Well, it must have really howled outside that night. I don’t like to think how much wind must have torn up Shelikof Strait if we were getting 35 knots inside the complete shelter of the hills and islands. We were both up with the first of it, checking things on deck, checking our position relative to shore, and setting the anchor alarm on our GPS. Everything was okay.
We woke several times in the night and our track on the GPS was a messy black splotch, showing we’d stayed in about the same place all night. Good.
At dawn, the bay was calm again; the skies were clear; and Celeste was sitting pretty, far enough from shore, the black splotch on the GPS showing she hadn’t moved. But we both swore we were farther from the beach than we’d been before we’d gone to bed. I turned on the depth sounder again. 90ft. We’d been in 60ft the evening before, at high tide.
I remembered from anchoring originally that the shore shelves steeply, almost in two big steps. The first step went from 90ft right to 60ft, plateaued, and then jumped to 20ft at the second step.
We must have anchored closer to the first step than I’d realized. The first blast of the storm jolted Celeste, and her anchor had dropped off the step. It must have dug in again immediately, because we’d been fast out of bed and setting the anchor alarm, and she hadn’t moved since then. Our anchor had proved itself before, in williwaws in the Queen Charlotte Islands, and in a gale on the Kenai Peninsula, but the fact that it had set and held so quickly in 90ft of water boosted our confidence that much more. We didn’t re-anchor. It wasn’t going anywhere now!
Over breakfast, Seth broached his idea. It was clear he’d been mulling it over since the arrival of the people the day before. He wanted to join them on the river bank watching the bears. Needless to say, I was extremely hesitant. But in the same way Seth can get me to ski down almost anything with his very reassuring type of persuasion, he managed to convince me.
The people had been set up with cameras and camp chairs for over an hour before we secured our dinghy to a rock and started walking slowly and silently towards them. Half a dozen bears, including a mother and two cubs, went about life, completely ignoring us and the other people. We instantly figured out who the two guides were—the only ones without enormous tripods and telephoto lenses. (They were also wearing the Alaskan uniform of brown ExtraTuff boots.) Before we could ask, one of the guides was beckoning us to take an up-turned bucket and join the crouched line-up.

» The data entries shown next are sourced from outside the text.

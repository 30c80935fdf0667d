use serde::{Deserialize, Serialize};

use crate::graph::FilteredView;

/// Represents an airport for visualization
#[derive(Debug, Clone, PartialEq, Serialize, Deserialize)]
pub struct RenderNode {
    pub id: String,
    pub label: String,
    #[serde(default)]
    pub visa_required: bool,
    #[serde(default)]
    pub is_origin: bool,
    #[serde(default)]
    pub is_destination: bool,
    #[serde(default)]
    pub on_path: bool,
}

/// Represents a fare for visualization
#[derive(Debug, Clone, PartialEq, Serialize, Deserialize)]
pub struct RenderEdge {
    pub source: String,
    pub target: String,
    pub price: f64,
    #[serde(default)]
    pub is_path: bool,
}

/// Everything a presentation layer needs to draw one view of the network
#[derive(Debug, Clone, PartialEq, Serialize, Deserialize)]
pub struct RenderGraph {
    pub has_visa: bool,
    pub nodes: Vec<RenderNode>,
    pub links: Vec<RenderEdge>,
}

/// What to emphasise when rendering a view
#[derive(Debug, Clone, Default)]
pub struct Highlight<'a> {
    pub origin: Option<&'a str>,
    pub destination: Option<&'a str>,
    pub path: &'a [String],
}

impl RenderGraph {
    /// Converts a view into render structures, marking the highlighted route
    ///
    /// A path edge is matched in either orientation since fares are undirected.
    pub fn from_view(view: &FilteredView<'_>, highlight: &Highlight<'_>) -> Self {
        let on_path = |code: &str| highlight.path.iter().any(|step| step == code);
        let path_edge = |a: &str, b: &str| {
            highlight
                .path
                .windows(2)
                .any(|hop| (hop[0] == a && hop[1] == b) || (hop[0] == b && hop[1] == a))
        };

        let nodes = view
            .airports()
            .map(|airport| RenderNode {
                id: airport.code.clone(),
                label: airport.name.clone(),
                visa_required: airport.visa_required,
                is_origin: highlight.origin == Some(airport.code.as_str()),
                is_destination: highlight.destination == Some(airport.code.as_str()),
                on_path: on_path(&airport.code),
            })
            .collect();

        let links = view
            .connections()
            .into_iter()
            .map(|connection| RenderEdge {
                source: connection.from.code.clone(),
                target: connection.to.code.clone(),
                price: connection.price,
                is_path: path_edge(&connection.from.code, &connection.to.code),
            })
            .collect();

        RenderGraph {
            has_visa: view.has_visa(),
            nodes,
            links,
        }
    }

    /// Serializes the render model as pretty-printed JSON
    pub fn to_json(&self) -> serde_json::Result<String> {
        serde_json::to_string_pretty(self)
    }
}
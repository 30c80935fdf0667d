use std::cmp::Reverse;
use std::collections::BinaryHeap;
use std::fmt::Debug;

/// Min-priority queue of `(item, priority)` pairs
///
/// Equal priorities pop in ascending item order, so searches that queue
/// vertex ids (Dijkstra) or whole paths (k-shortest candidates) stay
/// deterministic.
#[derive(Debug)]
pub struct MinQueue<V, P>
where
    V: Ord + Debug,
    P: Ord + Copy + Debug,
{
    heap: BinaryHeap<Reverse<(P, V)>>,
}

impl<V, P> MinQueue<V, P>
where
    V: Ord + Debug,
    P: Ord + Copy + Debug,
{
    pub fn new() -> Self {
        MinQueue {
            heap: BinaryHeap::new(),
        }
    }

    pub fn push(&mut self, item: V, priority: P) {
        self.heap.push(Reverse((priority, item)));
    }

    /// Removes the entry with the lowest priority
    pub fn pop(&mut self) -> Option<(V, P)> {
        self.heap.pop().map(|Reverse((priority, item))| (item, priority))
    }
}

impl<V, P> Default for MinQueue<V, P>
where
    V: Ord + Debug,
    P: Ord + Copy + Debug,
{
    fn default() -> Self {
        Self::new()
    }
}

A moment later he was by our sides, introducing himself as Eric and explaining how the whole thing works. He and the rest of the crew bring the two boats over from Kodiak. The passengers—max eight per boat—arrive by floatplane so as to avoid the rough sea crossing. Then they spend about a week in that bay and a couple of others nearby, photographing or simply observing the wildlife. He and the other guide carry hand-held distress flares to set off between the tourists and any bear that might really act up, but he almost never has to use them. As long as everyone gets down low (the bears interpret standing positions as threatening) and stays quiet, calm, and very still, the bears wouldn’t be startled or see us as a threat. Eric is a biologist, he told us, and specializes in brown bear behavior. The other guide ashore that day was the engineer. They also had a captain, mate, and cook on each boat.
With Eric’s friendly assurances/instructions in our minds, we slowly and quietly unpacked our camera gear and took turns behind the lens for the rest of the morning.